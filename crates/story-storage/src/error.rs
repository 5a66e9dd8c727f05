//! Storage layer error types.

use thiserror::Error;

/// Errors that can occur in the storage layer
#[derive(Error, Debug)]
pub enum StorageError {
    /// RocksDB operation failed
    #[error("RocksDB error: {0}")]
    RocksDb(#[from] rocksdb::Error),

    /// Column family not found
    #[error("Column family not found: {0}")]
    ColumnFamilyNotFound(String),

    /// Key encoding/decoding error
    #[error("Key error: {0}")]
    Key(String),

    /// Serialization/deserialization error
    #[error("Serialization error: {0}")]
    Serialization(String),
}

impl From<serde_json::Error> for StorageError {
    fn from(err: serde_json::Error) -> Self {
        StorageError::Serialization(err.to_string())
    }
}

____

Instructions to follow: The entries must all be transcribed exactly.

Answer box:
filename crates/story-storage/src/error.rs
repository 5a66e9dd8c727f05
//! Storage layer error types.

use thiserror::Error;

/// Errors that can occur in the storage layer
#[derive(Error, Debug)]
pub enum StorageError {
    /// RocksDB operation failed
    #[error("RocksDB error: {0}")]
    RocksDb(#[from] rocksdb::Error),

    /// Column family not found
    #[error("Column family not found: {0}")]
    ColumnFamilyNotFound(String),

    /// Key encoding/decoding error
    #[error("Key error: {0}")]
    Key(String),

    /// Serialization/deserialization error
    #[error("Serialization error: {0}")]
    Serialization(String),
}

impl From<serde_json::Error> for StorageError {
    fn from(err: serde_json::Error) -> Self {
        StorageError::Serialization(err.to_string())
    }
}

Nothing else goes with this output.